SUPPLIED MATERIAL:
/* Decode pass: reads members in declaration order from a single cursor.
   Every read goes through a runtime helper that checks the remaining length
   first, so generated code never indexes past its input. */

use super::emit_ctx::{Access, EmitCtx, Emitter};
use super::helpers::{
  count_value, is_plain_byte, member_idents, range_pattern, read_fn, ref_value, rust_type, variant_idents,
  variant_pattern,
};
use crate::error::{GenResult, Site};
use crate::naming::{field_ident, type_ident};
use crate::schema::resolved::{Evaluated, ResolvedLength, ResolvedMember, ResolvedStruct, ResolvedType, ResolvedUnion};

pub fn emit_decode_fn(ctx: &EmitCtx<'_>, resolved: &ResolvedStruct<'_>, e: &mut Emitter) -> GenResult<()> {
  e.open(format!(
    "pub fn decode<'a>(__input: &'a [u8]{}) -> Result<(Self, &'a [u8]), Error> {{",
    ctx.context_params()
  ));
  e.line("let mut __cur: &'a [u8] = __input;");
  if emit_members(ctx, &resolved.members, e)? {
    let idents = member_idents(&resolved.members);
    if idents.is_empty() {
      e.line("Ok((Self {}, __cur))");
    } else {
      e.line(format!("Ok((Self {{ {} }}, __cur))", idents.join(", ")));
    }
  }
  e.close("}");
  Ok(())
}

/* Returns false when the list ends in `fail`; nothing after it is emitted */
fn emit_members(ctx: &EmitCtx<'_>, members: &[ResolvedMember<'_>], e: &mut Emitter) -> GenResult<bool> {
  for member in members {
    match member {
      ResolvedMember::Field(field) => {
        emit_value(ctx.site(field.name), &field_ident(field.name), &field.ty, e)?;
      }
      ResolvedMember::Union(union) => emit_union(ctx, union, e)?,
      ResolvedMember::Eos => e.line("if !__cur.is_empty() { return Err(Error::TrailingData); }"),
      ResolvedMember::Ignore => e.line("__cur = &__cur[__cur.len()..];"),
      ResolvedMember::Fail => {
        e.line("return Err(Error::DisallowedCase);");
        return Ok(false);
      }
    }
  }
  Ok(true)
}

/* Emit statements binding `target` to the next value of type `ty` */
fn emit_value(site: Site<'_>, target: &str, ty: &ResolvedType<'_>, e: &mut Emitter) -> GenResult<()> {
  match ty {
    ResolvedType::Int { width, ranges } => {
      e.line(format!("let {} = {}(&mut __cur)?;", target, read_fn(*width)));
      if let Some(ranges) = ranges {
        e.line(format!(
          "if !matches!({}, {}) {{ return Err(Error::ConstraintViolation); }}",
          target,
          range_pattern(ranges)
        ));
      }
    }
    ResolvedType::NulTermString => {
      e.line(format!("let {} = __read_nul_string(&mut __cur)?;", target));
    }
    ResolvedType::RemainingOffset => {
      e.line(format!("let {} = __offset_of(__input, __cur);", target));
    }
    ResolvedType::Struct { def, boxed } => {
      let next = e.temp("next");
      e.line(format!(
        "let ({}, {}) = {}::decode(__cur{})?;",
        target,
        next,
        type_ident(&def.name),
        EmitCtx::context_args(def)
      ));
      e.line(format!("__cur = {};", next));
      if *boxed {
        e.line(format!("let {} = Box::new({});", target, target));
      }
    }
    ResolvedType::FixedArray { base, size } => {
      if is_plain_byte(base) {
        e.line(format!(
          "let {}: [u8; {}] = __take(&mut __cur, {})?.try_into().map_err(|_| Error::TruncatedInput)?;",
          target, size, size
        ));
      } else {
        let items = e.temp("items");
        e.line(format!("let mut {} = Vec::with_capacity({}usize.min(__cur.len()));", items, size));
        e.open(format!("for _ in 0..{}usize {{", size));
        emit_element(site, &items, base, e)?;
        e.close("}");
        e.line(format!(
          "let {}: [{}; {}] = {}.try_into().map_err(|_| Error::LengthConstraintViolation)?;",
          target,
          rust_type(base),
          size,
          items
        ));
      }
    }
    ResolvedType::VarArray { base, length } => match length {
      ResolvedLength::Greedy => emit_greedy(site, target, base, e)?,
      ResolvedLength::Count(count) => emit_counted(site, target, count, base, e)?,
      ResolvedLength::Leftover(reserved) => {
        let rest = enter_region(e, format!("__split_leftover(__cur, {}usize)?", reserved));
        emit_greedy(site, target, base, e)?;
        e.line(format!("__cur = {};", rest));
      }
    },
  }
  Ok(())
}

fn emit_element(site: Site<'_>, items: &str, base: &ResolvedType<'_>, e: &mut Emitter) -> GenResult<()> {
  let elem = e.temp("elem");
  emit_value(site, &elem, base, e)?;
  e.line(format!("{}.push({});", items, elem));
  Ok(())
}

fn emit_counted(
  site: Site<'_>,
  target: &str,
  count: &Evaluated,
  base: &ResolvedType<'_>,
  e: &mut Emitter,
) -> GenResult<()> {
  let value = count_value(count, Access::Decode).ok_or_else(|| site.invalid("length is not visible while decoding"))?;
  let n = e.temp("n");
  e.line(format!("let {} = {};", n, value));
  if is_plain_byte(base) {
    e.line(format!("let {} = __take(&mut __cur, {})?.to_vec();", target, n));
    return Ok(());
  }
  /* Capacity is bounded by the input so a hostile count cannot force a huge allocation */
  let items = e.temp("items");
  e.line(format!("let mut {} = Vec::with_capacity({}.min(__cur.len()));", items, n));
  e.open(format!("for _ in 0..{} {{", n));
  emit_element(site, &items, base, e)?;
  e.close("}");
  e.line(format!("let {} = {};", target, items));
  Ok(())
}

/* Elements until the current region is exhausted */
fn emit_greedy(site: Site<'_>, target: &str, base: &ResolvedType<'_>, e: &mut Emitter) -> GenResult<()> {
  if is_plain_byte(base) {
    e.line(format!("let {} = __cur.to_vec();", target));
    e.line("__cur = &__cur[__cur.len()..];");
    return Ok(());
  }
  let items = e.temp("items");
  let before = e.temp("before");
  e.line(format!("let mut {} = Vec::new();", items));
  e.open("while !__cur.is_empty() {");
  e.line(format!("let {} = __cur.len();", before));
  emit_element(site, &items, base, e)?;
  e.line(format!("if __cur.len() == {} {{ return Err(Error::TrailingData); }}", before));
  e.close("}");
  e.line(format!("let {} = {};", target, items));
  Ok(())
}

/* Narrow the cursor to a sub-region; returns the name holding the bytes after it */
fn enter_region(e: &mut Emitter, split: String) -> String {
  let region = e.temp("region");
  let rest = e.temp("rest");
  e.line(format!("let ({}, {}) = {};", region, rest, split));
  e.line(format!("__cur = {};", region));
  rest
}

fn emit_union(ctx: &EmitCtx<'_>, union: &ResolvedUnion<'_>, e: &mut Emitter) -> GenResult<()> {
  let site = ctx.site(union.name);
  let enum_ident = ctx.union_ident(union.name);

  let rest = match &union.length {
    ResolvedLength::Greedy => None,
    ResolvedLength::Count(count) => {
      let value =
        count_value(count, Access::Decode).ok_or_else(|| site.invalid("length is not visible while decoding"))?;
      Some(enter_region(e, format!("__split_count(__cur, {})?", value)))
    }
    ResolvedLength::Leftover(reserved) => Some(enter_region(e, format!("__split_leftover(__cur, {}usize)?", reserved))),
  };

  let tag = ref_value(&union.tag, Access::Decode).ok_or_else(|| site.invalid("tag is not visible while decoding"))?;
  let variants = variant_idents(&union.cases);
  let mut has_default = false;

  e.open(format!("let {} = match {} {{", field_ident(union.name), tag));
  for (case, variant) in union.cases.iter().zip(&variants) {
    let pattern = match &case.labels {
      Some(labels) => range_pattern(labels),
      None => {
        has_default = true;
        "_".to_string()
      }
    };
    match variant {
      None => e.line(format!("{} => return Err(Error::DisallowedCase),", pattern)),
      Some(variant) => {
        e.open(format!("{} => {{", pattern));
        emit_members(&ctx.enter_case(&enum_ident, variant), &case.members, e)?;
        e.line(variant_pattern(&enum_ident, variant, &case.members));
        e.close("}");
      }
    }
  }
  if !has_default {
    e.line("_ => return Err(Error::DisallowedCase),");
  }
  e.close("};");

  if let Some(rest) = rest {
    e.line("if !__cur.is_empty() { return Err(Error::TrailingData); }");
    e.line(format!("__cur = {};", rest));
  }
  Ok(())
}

WHAT THE EXERCISE ASKS: Return each line from the data where the string "labels" can be found.

RESPONSE AREA:
    let pattern = match &case.labels {
      Some(labels) => range_pattern(labels),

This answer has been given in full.